Quand nous retrouvons Moustapha, nous n’échangeons que quelques mots sur les attentats. Souleymane qui nous rejoint bien vite commente :

« Ça m’a découragé : ce genre d’acte, c’est un crime d’humanité. C’est tout le monde qui doit condamner ça. Tout un chacun qui raisonne comme un peu humain doit condamner ces actes. On en a parlé beaucoup avec les amis. Chacun donne son point de vue. Y en a qui disent que bon, si on veut bien voir, c’est pas un acte qui est bon mais de l’autre côté si on veut bien voir, c’est comme une revanche. Même si la religion condamne ça fermement. »

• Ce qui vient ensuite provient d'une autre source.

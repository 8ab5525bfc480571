//! Periodic Table Index: one identifier-resolution policy for every dataset.
//!
//! Accepted identifiers:
//! - atomic numbers `1..=118`
//! - element symbols in any case (`"fe"`, `"FE"` → `"Fe"`)
//! - English element names in any case (`"iron"`)
//! - nuclide labels with the mass number suffixed (`"He4"`, `"c13"`) or
//!   prefixed (`"13C"`, `"2H"`), plus `"D"` and `"T"`
//!
//! Symbols are capitalized before matching, so `"CO"` names cobalt, not carbon
//! monoxide.

use crate::elements::{ELEMENTS, NUCLIDE_ALIASES, NUCLIDES};
use crate::error::{DataError, DataResult};
use std::collections::{BTreeMap, HashMap};
use std::fmt;
use std::sync::OnceLock;

/// Highest atomic number in the table.
pub const MAX_ATOMIC_NUMBER: u8 = 118;

/// Largest mass number accepted in a nuclide label.
pub const MAX_MASS_NUMBER: u16 = 300;

static PERIODIC_TABLE: OnceLock<PeriodicTable> = OnceLock::new();

/// Process-wide periodic table, built on first use.
pub fn periodic_table() -> &'static PeriodicTable {
    PERIODIC_TABLE.get_or_init(PeriodicTable::new)
}

/// Anything a caller may use to name an atom.
#[derive(Debug, Clone, Copy, PartialEq, Eq)]
pub enum AtomRef<'a> {
    Number(i64),
    Label(&'a str),
}

impl fmt::Display for AtomRef<'_> {
    fn fmt(&self, f: &mut fmt::Formatter<'_>) -> fmt::Result {
        match self {
            AtomRef::Number(z) => write!(f, "{z}"),
            AtomRef::Label(label) => f.write_str(label),
        }
    }
}

impl<'a> From<&'a str> for AtomRef<'a> {
    fn from(label: &'a str) -> Self {
        AtomRef::Label(label)
    }
}

impl<'a> From<&'a String> for AtomRef<'a> {
    fn from(label: &'a String) -> Self {
        AtomRef::Label(label.as_str())
    }
}

macro_rules! atom_ref_from_int {
    ($($t:ty),*) => {
        $(
            impl From<$t> for AtomRef<'_> {
                fn from(z: $t) -> Self {
                    AtomRef::Number(z as i64)
                }
            }
        )*
    };
}

atom_ref_from_int!(u8, u16, u32, i32, i64, usize);

/// Canonical record for one element.
#[derive(Debug, Clone, PartialEq)]
pub struct ElementRecord {
    symbol: &'static str,
    name: &'static str,
    atomic_number: u8,
    standard_weight: f64,
    nuclides: BTreeMap<u16, f64>,
    most_abundant: Option<u16>,
}

impl ElementRecord {
    pub fn symbol(&self) -> &'static str {
        self.symbol
    }

    pub fn name(&self) -> &'static str {
        self.name
    }

    pub fn atomic_number(&self) -> u8 {
        self.atomic_number
    }

    /// Standard atomic weight [u].
    pub fn standard_weight(&self) -> f64 {
        self.standard_weight
    }

    /// Mass [u] of the nuclide with mass number `a`, if tabulated.
    pub fn nuclide_mass(&self, a: u16) -> Option<f64> {
        self.nuclides.get(&a).copied()
    }

    /// Tabulated nuclides as (mass number, mass [u]), lightest first.
    pub fn nuclides(&self) -> impl Iterator<Item = (u16, f64)> + '_ {
        self.nuclides.iter().map(|(a, m)| (*a, *m))
    }

    pub fn most_abundant_mass_number(&self) -> Option<u16> {
        self.most_abundant
    }

    /// Mass used when no nuclide is named: most abundant nuclide if known,
    /// otherwise the standard atomic weight.
    pub fn representative_mass(&self) -> f64 {
        self.most_abundant
            .and_then(|a| self.nuclide_mass(a))
            .unwrap_or(self.standard_weight)
    }
}

/// Outcome of resolving an identifier: which element, and which nuclide if named.
#[derive(Debug, Clone, Copy, PartialEq, Eq)]
pub struct Resolved {
    pub atomic_number: u8,
    pub mass_number: Option<u16>,
}

/// Symbol/number/name/nuclide index over the bundled element data.
#[derive(Debug)]
pub struct PeriodicTable {
    elements: Vec<ElementRecord>,
    by_symbol: HashMap<&'static str, u8>,
    by_name: HashMap<String, u8>,
}

impl Default for PeriodicTable {
    fn default() -> Self {
        Self::new()
    }
}

impl PeriodicTable {
    pub fn new() -> Self {
        let mut elements: Vec<ElementRecord> = ELEMENTS
            .iter()
            .zip(1..=MAX_ATOMIC_NUMBER)
            .map(|(&(symbol, name, weight), z)| ElementRecord {
                symbol,
                name,
                atomic_number: z,
                standard_weight: weight,
                nuclides: BTreeMap::new(),
                most_abundant: None,
            })
            .collect();

        for nuclide in &NUCLIDES {
            let record = &mut elements[usize::from(nuclide.z) - 1];
            record.nuclides.insert(nuclide.a, nuclide.mass);
            if nuclide.most_abundant {
                record.most_abundant = Some(nuclide.a);
            }
        }

        let by_symbol = elements
            .iter()
            .map(|e| (e.symbol, e.atomic_number))
            .collect();
        let by_name = elements
            .iter()
            .map(|e| (e.name.to_lowercase(), e.atomic_number))
            .collect();

        tracing::debug!(
            elements = elements.len(),
            nuclides = NUCLIDES.len(),
            "periodic table loaded"
        );

        Self {
            elements,
            by_symbol,
            by_name,
        }
    }

    /// Records in atomic-number order.
    pub fn elements(&self) -> &[ElementRecord] {
        &self.elements
    }

    /// Canonical symbols in atomic-number order.
    pub fn symbols(&self) -> impl Iterator<Item = &'static str> + '_ {
        self.elements.iter().map(|e| e.symbol)
    }

    /// Record for atomic number `z`, if in range.
    pub fn by_atomic_number(&self, z: u8) -> Option<&ElementRecord> {
        usize::from(z)
            .checked_sub(1)
            .and_then(|idx| self.elements.get(idx))
    }

    /// Resolve any accepted identifier to element and optional nuclide.
    pub fn resolve<'a>(&self, atom: impl Into<AtomRef<'a>>) -> DataResult<Resolved> {
        let atom = atom.into();
        let not_an_element = || DataError::NotAnElement {
            atom: atom.to_string(),
        };

        match atom {
            AtomRef::Number(z) => u8::try_from(z)
                .ok()
                .filter(|z| (1..=MAX_ATOMIC_NUMBER).contains(z))
                .map(|z| Resolved {
                    atomic_number: z,
                    mass_number: None,
                })
                .ok_or_else(not_an_element),
            AtomRef::Label(label) => self.resolve_label(label).ok_or_else(not_an_element),
        }
    }

    fn resolve_label(&self, label: &str) -> Option<Resolved> {
        let label = label.trim();
        if label.is_empty() {
            return None;
        }

        let key = capitalize(label);
        if let Some(&z) = self.by_symbol.get(key.as_str()) {
            return Some(Resolved {
                atomic_number: z,
                mass_number: None,
            });
        }

        if let Some(&(_, z, a)) = NUCLIDE_ALIASES.iter().find(|(alias, _, _)| *alias == key) {
            return Some(Resolved {
                atomic_number: z,
                mass_number: Some(a),
            });
        }

        if let Some(&z) = self.by_name.get(&label.to_lowercase()) {
            return Some(Resolved {
                atomic_number: z,
                mass_number: None,
            });
        }

        self.resolve_nuclide(label)
    }

    /// "C13" / "13C" style labels. Any mass number in `Z..=MAX_MASS_NUMBER`
    /// names the element; the nuclide mass table only matters for `to_mass`.
    fn resolve_nuclide(&self, label: &str) -> Option<Resolved> {
        let (symbol, digits) = if label.starts_with(|c: char| c.is_ascii_digit()) {
            let split = label.find(|c: char| !c.is_ascii_digit())?;
            let (digits, symbol) = label.split_at(split);
            (symbol, digits)
        } else {
            let split = label.find(|c: char| c.is_ascii_digit())?;
            label.split_at(split)
        };

        if symbol.is_empty() || !symbol.chars().all(|c| c.is_ascii_alphabetic()) {
            return None;
        }
        if digits.is_empty() || !digits.chars().all(|c| c.is_ascii_digit()) {
            return None;
        }

        let a: u16 = digits.parse().ok()?;
        let &z = self.by_symbol.get(capitalize(symbol).as_str())?;
        if !(u16::from(z)..=MAX_MASS_NUMBER).contains(&a) {
            return None;
        }
        Some(Resolved {
            atomic_number: z,
            mass_number: Some(a),
        })
    }

    /// Canonical element symbol for `atom`.
    pub fn to_symbol<'a>(&self, atom: impl Into<AtomRef<'a>>) -> DataResult<&'static str> {
        Ok(self.to_element(atom)?.symbol)
    }

    pub fn to_atomic_number<'a>(&self, atom: impl Into<AtomRef<'a>>) -> DataResult<u8> {
        Ok(self.resolve(atom)?.atomic_number)
    }

    pub fn to_name<'a>(&self, atom: impl Into<AtomRef<'a>>) -> DataResult<&'static str> {
        Ok(self.to_element(atom)?.name)
    }

    /// Full record of the element `atom` belongs to.
    pub fn to_element<'a>(&self, atom: impl Into<AtomRef<'a>>) -> DataResult<&ElementRecord> {
        let atom = atom.into();
        let resolved = self.resolve(atom)?;
        self.by_atomic_number(resolved.atomic_number)
            .ok_or_else(|| DataError::NotAnElement {
                atom: atom.to_string(),
            })
    }

    /// Mass [u]: the named nuclide's mass, else the element's representative
    /// mass. An untabulated nuclide falls back to the standard atomic weight.
    pub fn to_mass<'a>(&self, atom: impl Into<AtomRef<'a>>) -> DataResult<f64> {
        let atom = atom.into();
        let resolved = self.resolve(atom)?;
        let record = self
            .by_atomic_number(resolved.atomic_number)
            .ok_or_else(|| DataError::NotAnElement {
                atom: atom.to_string(),
            })?;
        Ok(match resolved.mass_number {
            Some(a) => record.nuclide_mass(a).unwrap_or(record.standard_weight),
            None => record.representative_mass(),
        })
    }
}

/// "fE" → "Fe"
fn capitalize(s: &str) -> String {
    let mut chars = s.chars();
    match chars.next() {
        Some(first) => first.to_uppercase().chain(chars.flat_map(char::to_lowercase)).collect(),
        None => String::new(),
    }
}

#[cfg(test)]
mod tests {
    use super::*;
    use std::collections::HashSet;

    #[test]
    fn symbols_names_and_numbers_are_unique() {
        let pt = periodic_table();
        let mut symbols = HashSet::new();
        let mut names = HashSet::new();
        for (idx, e) in pt.elements().iter().enumerate() {
            assert_eq!(usize::from(e.atomic_number()), idx + 1);
            assert!(symbols.insert(e.symbol()), "duplicate symbol {}", e.symbol());
            assert!(names.insert(e.name()), "duplicate name {}", e.name());
        }
        assert_eq!(symbols.len(), usize::from(MAX_ATOMIC_NUMBER));
    }

    #[test]
    fn symbols_are_canonically_cased() {
        for symbol in periodic_table().symbols() {
            assert_eq!(capitalize(symbol), symbol);
        }
    }

    #[test]
    fn nuclide_table_is_consistent() {
        let mut seen = HashSet::new();
        for nuclide in &NUCLIDES {
            assert!(seen.insert((nuclide.z, nuclide.a)));
            assert!(nuclide.a >= u16::from(nuclide.z));
            assert!((nuclide.mass - f64::from(nuclide.a)).abs() < 0.1);
        }
        for e in periodic_table().elements() {
            if e.nuclides().next().is_some() {
                assert!(
                    e.most_abundant_mass_number().is_some(),
                    "{} lacks a most abundant nuclide",
                    e.symbol()
                );
            }
        }
    }

    #[test]
    fn resolve_by_number() {
        let pt = periodic_table();
        assert_eq!(pt.to_symbol(1).unwrap(), "H");
        assert_eq!(pt.to_symbol(26_u8).unwrap(), "Fe");
        assert_eq!(pt.to_symbol(118_usize).unwrap(), "Og");
        assert!(matches!(pt.to_symbol(0), Err(DataError::NotAnElement { .. })));
        assert!(matches!(pt.to_symbol(119), Err(DataError::NotAnElement { .. })));
        assert!(matches!(pt.to_symbol(-6), Err(DataError::NotAnElement { .. })));
    }

    #[test]
    fn resolve_symbol_any_case() {
        let pt = periodic_table();
        assert_eq!(pt.to_symbol("fe").unwrap(), "Fe");
        assert_eq!(pt.to_symbol("FE").unwrap(), "Fe");
        assert_eq!(pt.to_symbol("hE").unwrap(), "He");
        assert_eq!(pt.to_symbol("CO").unwrap(), "Co");
    }

    #[test]
    fn resolve_names() {
        let pt = periodic_table();
        assert_eq!(pt.to_symbol("carbon").unwrap(), "C");
        assert_eq!(pt.to_symbol("OGANESSON").unwrap(), "Og");
        assert_eq!(pt.to_name("W").unwrap(), "Tungsten");
    }

    #[test]
    fn resolve_nuclides() {
        let pt = periodic_table();
        assert_eq!(pt.to_symbol("D").unwrap(), "H");
        assert_eq!(pt.to_symbol("t").unwrap(), "H");
        assert_eq!(pt.to_symbol("He4").unwrap(), "He");
        assert_eq!(pt.to_symbol("hE4").unwrap(), "He");
        assert_eq!(pt.to_symbol("13C").unwrap(), "C");
        assert_eq!(
            pt.resolve("C13").unwrap(),
            Resolved {
                atomic_number: 6,
                mass_number: Some(13)
            }
        );
    }

    #[test]
    fn untabulated_nuclides_name_their_element() {
        let pt = periodic_table();
        assert_eq!(pt.to_symbol("Fe56").unwrap(), "Fe");
        assert_eq!(pt.to_symbol("238U").unwrap(), "U");
        assert_eq!(
            pt.resolve("u238").unwrap(),
            Resolved {
                atomic_number: 92,
                mass_number: Some(238)
            }
        );
        assert_eq!(pt.to_mass("Fe56").unwrap(), 55.845);
        assert_eq!(pt.to_mass("He7").unwrap(), 4.002602);
    }

    #[test]
    fn implausible_mass_numbers_are_rejected() {
        let pt = periodic_table();
        for atom in ["Fe3", "U91", "C0", "H301", "C13x"] {
            assert!(
                matches!(pt.to_symbol(atom), Err(DataError::NotAnElement { .. })),
                "{atom} resolved"
            );
        }
    }

    #[test]
    fn placeholder_symbols_are_not_elements() {
        let pt = periodic_table();
        for atom in ["Uuo", "Uup", "Xx", "", "C_sp3", "12"] {
            let err = pt.to_symbol(atom).unwrap_err();
            assert_eq!(
                err,
                DataError::NotAnElement {
                    atom: atom.to_string()
                }
            );
        }
    }

    #[test]
    fn masses() {
        let pt = periodic_table();
        assert_eq!(pt.to_mass("C").unwrap(), 12.0);
        assert_eq!(pt.to_mass("D").unwrap(), 2.014_101_778_12);
        assert_eq!(pt.to_mass("H").unwrap(), 1.007_825_032_23);
        assert_eq!(pt.to_mass("Fe").unwrap(), 55.845);
        assert_eq!(pt.to_element("O").unwrap().standard_weight(), 15.999);
    }
}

Il évoque notamment la couverture où le prophète est représenté et se plaint d’être aimé par des cons :

« Y a des imbéciles partout. Mais dans les conseils du prophète, il faut rendre au mal par le bien. Pas rendre le mal par le mal. Il faut aimer et tolérer. Dans sa propre biographie, le prophète a été banni lui aussi. Et il n’a pas répondu par le mal. Alors qu’il avait le pouvoir. Il pouvait les tuer tous. Mais il n’a pas agi mal. Il faut en retirer des leçons. »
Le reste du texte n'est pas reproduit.